* _Directions_:
Reproduce the data that follows precisely.

* _Material provided_:
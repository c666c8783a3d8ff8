// Status bar: catalog size and network activity indicators.

use ratatui::layout::Rect;
use ratatui::style::{Color, Style};
use ratatui::text::{Line, Span};
use ratatui::widgets::Paragraph;
use ratatui::Frame;

use crate::tui::ViewState;

/// Render the top status bar.
pub fn render(frame: &mut Frame, area: Rect, state: &ViewState) {
    let paragraph = Paragraph::new(Line::from(Span::styled(
        status_text(state),
        Style::default().fg(Color::White),
    )))
    .style(Style::default().bg(Color::DarkGray));
    frame.render_widget(paragraph, area);
}

/// The status line content (plain text, also used by tests).
pub fn status_text(state: &ViewState) -> String {
    let activity = if state.busy.sync {
        "Syncing..."
    } else if state.busy.action {
        "Waiting for authority..."
    } else {
        "Ready"
    };
    format!(
        " hero-drafter | {} heroes shown | {}",
        state.roster.entry_count(),
        activity
    )
}

// ---------------------------------------------------------------------------
// Tests
// ---------------------------------------------------------------------------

* _Solution to this task_:
repository c666c8783a3d8ff8
// Status bar: catalog size and network activity indicators.

use ratatui::layout::Rect;
use ratatui::style::{Color, Style};
use ratatui::text::{Line, Span};
use ratatui::widgets::Paragraph;
use ratatui::Frame;

use crate::tui::ViewState;

/// Render the top status bar.
pub fn render(frame: &mut Frame, area: Rect, state: &ViewState) {
    let paragraph = Paragraph::new(Line::from(Span::styled(
        status_text(state),
        Style::default().fg(Color::White),
    )))
    .style(Style::default().bg(Color::DarkGray));
    frame.render_widget(paragraph, area);
}

/// The status line content (plain text, also used by tests).
pub fn status_text(state: &ViewState) -> String {
    let activity = if state.busy.sync {
        "Syncing..."
    } else if state.busy.action {
        "Waiting for authority..."
    } else {
        "Ready"
    };
    format!(
        " hero-drafter | {} heroes shown | {}",
        state.roster.entry_count(),
        activity
    )
}

// ---------------------------------------------------------------------------
// Tests
// ---------------------------------------------------------------------------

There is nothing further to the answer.